What is needed:
Repeat only the lines running from the beginning of the material through the line that contains "parameters are decoded".

Raw data:
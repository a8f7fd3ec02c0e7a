//! One request/response exchange.

use std::collections::HashMap;
use std::path::{Path, PathBuf};
use std::sync::Arc;

use log::{debug, warn};
use serde::Serialize;

use crate::conn::env::ConnEnv;
use crate::conn::error::Error;
use crate::conn::files::resolve_file;
use crate::conn::state::{PipelineControl, WriteState};
use crate::conn::template::escape_html;
use crate::params::{decode, ParamValue, Params, PathSpec};
use crate::parser::{HeaderMap, HttpRequest, HttpVersion, Method};
use crate::server::{HttpResponse, StatusCode};

const FORM_CONTENT_TYPE: &str = "application/x-www-form-urlencoded";

/// The state of a single request as it moves through the router.
///
/// Request data is fixed at construction (query parameters are decoded
/// immediately); path parameters are installed by the router after a
/// match. The response is built up in place and committed by exactly one
/// successful [`write_resp`](Conn::write_resp).
pub struct Conn {
    method: Method,
    uri: String,
    version: HttpVersion,
    headers: HeaderMap,
    path: PathSpec,
    body: Option<String>,

    /// Captured route parameters, percent-decoded.
    pub path_params: HashMap<String, String>,
    /// Parameters decoded from the query string.
    pub query_params: Params,
    /// Parameters decoded from a form-encoded body.
    pub body_params: Params,

    response: HttpResponse,
    committed: Option<HttpResponse>,
    write_state: WriteState,
    control: PipelineControl,
    pending_file: Option<PathBuf>,
    env: Arc<ConnEnv>,
}

impl Conn {
    /// Create a context for a request head. The request body, if any, is
    /// ignored; see [`Conn::from_request`].
    pub fn new(method: Method, uri: impl Into<String>, version: HttpVersion, headers: HeaderMap, env: Arc<ConnEnv>) -> Self {
        let uri = uri.into();
        let (path, query) = match uri.split_once('?') {
            Some((path, query)) => (path, Some(query)),
            None => (uri.as_str(), None),
        };

        let path = PathSpec::parse(path, false);
        let query_params = query.map(decode).unwrap_or_default();

        Self {
            method,
            uri,
            version,
            headers,
            path,
            body: None,
            path_params: HashMap::new(),
            query_params,
            body_params: Params::new(),
            response: HttpResponse::new(StatusCode::Ok),
            committed: None,
            write_state: WriteState::Idle,
            control: PipelineControl::Continue,
            pending_file: None,
            env,
        }
    }

    /// Create a context for a fully read request, body included.
    pub fn from_request(request: HttpRequest, env: Arc<ConnEnv>) -> Self {
        let HttpRequest { method, uri, version, headers, body } = request;
        let mut conn = Self::new(method, uri, version, headers, env);
        if !body.is_empty() {
            conn.set_body(body);
        }
        conn
    }

    /// Store the request body.
    ///
    /// Only takes effect when the request carries exactly one `Content-Type`
    /// value and the body is UTF-8. Form-encoded bodies are also decoded
    /// into [`body_params`](Conn::body_params).
    pub fn set_body(&mut self, body: Vec<u8>) {
        let content_types = self.headers.get_all("Content-Type");
        let [content_type] = content_types.as_slice() else {
            debug!("Ignoring body for {}: {} Content-Type values", self.uri, content_types.len());
            return;
        };
        let is_form = *content_type == FORM_CONTENT_TYPE;

        let Ok(body) = String::from_utf8(body) else {
            debug!("Ignoring non UTF-8 body for {}", self.uri);
            return;
        };

        if is_form {
            self.body_params = decode(&body);
        }
        self.body = Some(body);
    }

    /// The effective method.
    ///
    /// A POST whose form body sets `_method` to `PATCH`, `PUT` or `DELETE`
    /// reports that method instead.
    pub fn method(&self) -> Method {
        if self.method != Method::POST {
            return self.method;
        }

        self.body_params
            .get("_method")
            .and_then(ParamValue::as_str)
            .and_then(Method::from_override)
            .unwrap_or(Method::POST)
    }

    /// The method as sent by the client.
    pub fn request_method(&self) -> Method {
        self.method
    }

    pub fn uri(&self) -> &str {
        &self.uri
    }

    pub fn version(&self) -> HttpVersion {
        self.version
    }

    pub fn request_headers(&self) -> &HeaderMap {
        &self.headers
    }

    pub fn path(&self) -> &PathSpec {
        &self.path
    }

    /// The raw request body, if one was accepted.
    pub fn body(&self) -> Option<&str> {
        self.body.as_deref()
    }

    /// Path, body and query parameters merged into one map.
    ///
    /// Path parameters always win. For GET only query parameters are merged
    /// beneath them; other methods layer body parameters over query
    /// parameters. Built fresh on every call.
    pub fn params(&self) -> Params {
        let mut params = self.query_params.clone();

        if self.method() != Method::GET {
            params.extend(self.body_params.iter().map(|(k, v)| (k.clone(), v.clone())));
        }

        params.extend(
            self.path_params
                .iter()
                .map(|(k, v)| (k.clone(), ParamValue::from(v.as_str()))),
        );

        params
    }

    /// Stop the remaining pipeline steps for this request.
    pub fn halt(&mut self) {
        self.control = PipelineControl::Halted;
    }

    pub fn is_halted(&self) -> bool {
        self.control == PipelineControl::Halted
    }

    pub fn pipeline_control(&self) -> PipelineControl {
        self.control
    }

    pub fn write_state(&self) -> WriteState {
        self.write_state
    }

    pub fn env(&self) -> &ConnEnv {
        &self.env
    }

    /// Point the context at the settings of the router handling it.
    pub(crate) fn set_env(&mut self, env: Arc<ConnEnv>) {
        self.env = env;
    }

    /// The response being built, or the committed one after a write.
    pub fn response(&self) -> &HttpResponse {
        self.committed.as_ref().unwrap_or(&self.response)
    }

    pub fn status(&self) -> StatusCode {
        self.response().status
    }

    pub fn set_status(&mut self, status: StatusCode) {
        self.response.status = status;
    }

    /// Set a response header, replacing any previous values.
    ///
    /// Names must be ASCII without `:`, CR or LF; values must not contain CR
    /// or LF.
    pub fn add_header(&mut self, name: &str, value: &str) -> Result<(), Error> {
        if name.is_empty() || !name.is_ascii() {
            return Err(Error::MalformedHeader(format!("name {name:?} must be non-empty ASCII")));
        }
        if name.contains([':', '\r', '\n']) {
            return Err(Error::MalformedHeader(format!(
                "name {name:?} must not contain ':', '\\r', or '\\n'"
            )));
        }
        if value.contains(['\r', '\n']) {
            return Err(Error::MalformedHeader(format!(
                "value for {name} must not contain '\\r' or '\\n'"
            )));
        }

        self.response.headers.replace_or_add(name, value);
        Ok(())
    }

    /// Respond with plain text.
    pub fn text(&mut self, status: StatusCode, text: impl Into<String>) {
        self.respond(status, "text/plain; charset=utf-8", text.into().into_bytes());
    }

    /// Respond with HTML.
    pub fn html(&mut self, status: StatusCode, html: impl Into<String>) {
        self.respond(status, "text/html; charset=utf-8", html.into().into_bytes());
    }

    /// Respond with `value` serialized as JSON.
    pub fn json<T: Serialize>(&mut self, status: StatusCode, value: &T) -> Result<(), Error> {
        let body = serde_json::to_vec(value)?;
        self.respond(status, "application/json", body);
        Ok(())
    }

    /// Render `template` with HTML-escaped `vars` and respond with the
    /// result. A missing renderer or template produces the server-error
    /// response.
    pub fn render(&mut self, template: &str, vars: &HashMap<String, String>) {
        let escaped: HashMap<String, String> = vars
            .iter()
            .map(|(k, v)| (k.clone(), escape_html(v)))
            .collect();

        let rendered = self
            .env
            .renderer
            .as_ref()
            .and_then(|renderer| renderer.render(template, &escaped));

        match rendered {
            Some(html) => self.html(StatusCode::Ok, html),
            None => {
                warn!("Template {template:?} could not be rendered");
                self.server_error();
            }
        }
    }

    /// Respond with the contents of a file.
    ///
    /// The context becomes busy until the transport completes the write with
    /// [`finish_file`](Conn::finish_file) or [`fail_file`](Conn::fail_file).
    /// With `safe` set, paths escaping the public directory get the
    /// not-found response immediately.
    pub fn send_file(&mut self, status: StatusCode, path: impl AsRef<Path>, safe: bool) {
        self.write_state = WriteState::Busy;

        let path = path.as_ref();
        match resolve_file(&self.env.public_dir, path, safe) {
            Some(resolved) => {
                self.response.status = status;
                self.pending_file = Some(resolved);
            }
            None => {
                warn!("Refusing to serve {} for {}", path.display(), self.uri);
                self.not_found();
                self.write_resp(true);
            }
        }
    }

    /// The file waiting to be opened by the transport.
    pub fn pending_file(&self) -> Option<&Path> {
        self.pending_file.as_deref()
    }

    /// Complete a pending file response with its contents.
    pub fn finish_file(&mut self, contents: Vec<u8>) {
        if self.pending_file.take().is_none() {
            warn!("No file response pending for {}", self.uri);
            return;
        }
        self.response.set_body(contents);
        self.write_resp(true);
    }

    /// Abandon a pending file response that could not be opened.
    pub fn fail_file(&mut self) {
        self.pending_file = None;
        self.not_found();
        self.write_resp(true);
    }

    /// Run the configured not-found responder.
    pub fn not_found(&mut self) {
        let responder = self.env.responders.not_found.clone();
        responder(self);
    }

    /// Run the configured server-error responder.
    pub fn server_error(&mut self) {
        let responder = self.env.responders.server_error.clone();
        responder(self);
    }

    /// Commit the response.
    ///
    /// Refused while a deferred write is in flight unless `force` is set,
    /// and after the response has already been written. A response without
    /// a body is replaced by the server-error response first. Returns
    /// whether the response was committed.
    pub fn write_resp(&mut self, force: bool) -> bool {
        self.write(force, true)
    }

    fn write(&mut self, force: bool, retry: bool) -> bool {
        match self.write_state {
            WriteState::Closed => {
                warn!("Response for {} already written", self.uri);
                return false;
            }
            WriteState::Busy if !force => {
                debug!("Deferring response for {}", self.uri);
                return false;
            }
            _ => {}
        }

        if self.response.body.is_none() {
            if retry {
                self.server_error();
                return self.write(force, false);
            }
            self.response.set_body(Vec::new());
        }

        self.write_state = WriteState::Closed;
        self.pending_file = None;
        self.committed = Some(std::mem::replace(
            &mut self.response,
            HttpResponse::new(StatusCode::Ok),
        ));
        true
    }

    /// Hand the committed response to the transport. Yields it only once.
    pub fn take_response(&mut self) -> Option<HttpResponse> {
        self.committed.take()
    }

    fn respond(&mut self, status: StatusCode, content_type: &str, body: Vec<u8>) {
        self.response.status = status;
        self.response.headers.replace_or_add("Content-Type", content_type);
        self.response.set_body(body);
    }
}
//! Error types for request-context operations.

use thiserror::Error;

/// Errors surfaced synchronously by [`Conn`](crate::conn::Conn) operations.
#[derive(Debug, Error)]
pub enum Error {
    /// A response header name or value contains forbidden characters.
    #[error("Malformed header: {0}")]
    MalformedHeader(String),

    /// A response body could not be serialized.
    #[error("JSON error: {0}")]
    Json(#[from] serde_json::Error),
}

Reply:
repository a8f7fd3ec02c0e7a
//! One request/response exchange.

use std::collections::HashMap;
use std::path::{Path, PathBuf};
use std::sync::Arc;

use log::{debug, warn};
use serde::Serialize;

use crate::conn::env::ConnEnv;
use crate::conn::error::Error;
use crate::conn::files::resolve_file;
use crate::conn::state::{PipelineControl, WriteState};
use crate::conn::template::escape_html;
use crate::params::{decode, ParamValue, Params, PathSpec};
use crate::parser::{HeaderMap, HttpRequest, HttpVersion, Method};
use crate::server::{HttpResponse, StatusCode};

const FORM_CONTENT_TYPE: &str = "application/x-www-form-urlencoded";

/// The state of a single request as it moves through the router.
///
/// Request data is fixed at construction (query parameters are decoded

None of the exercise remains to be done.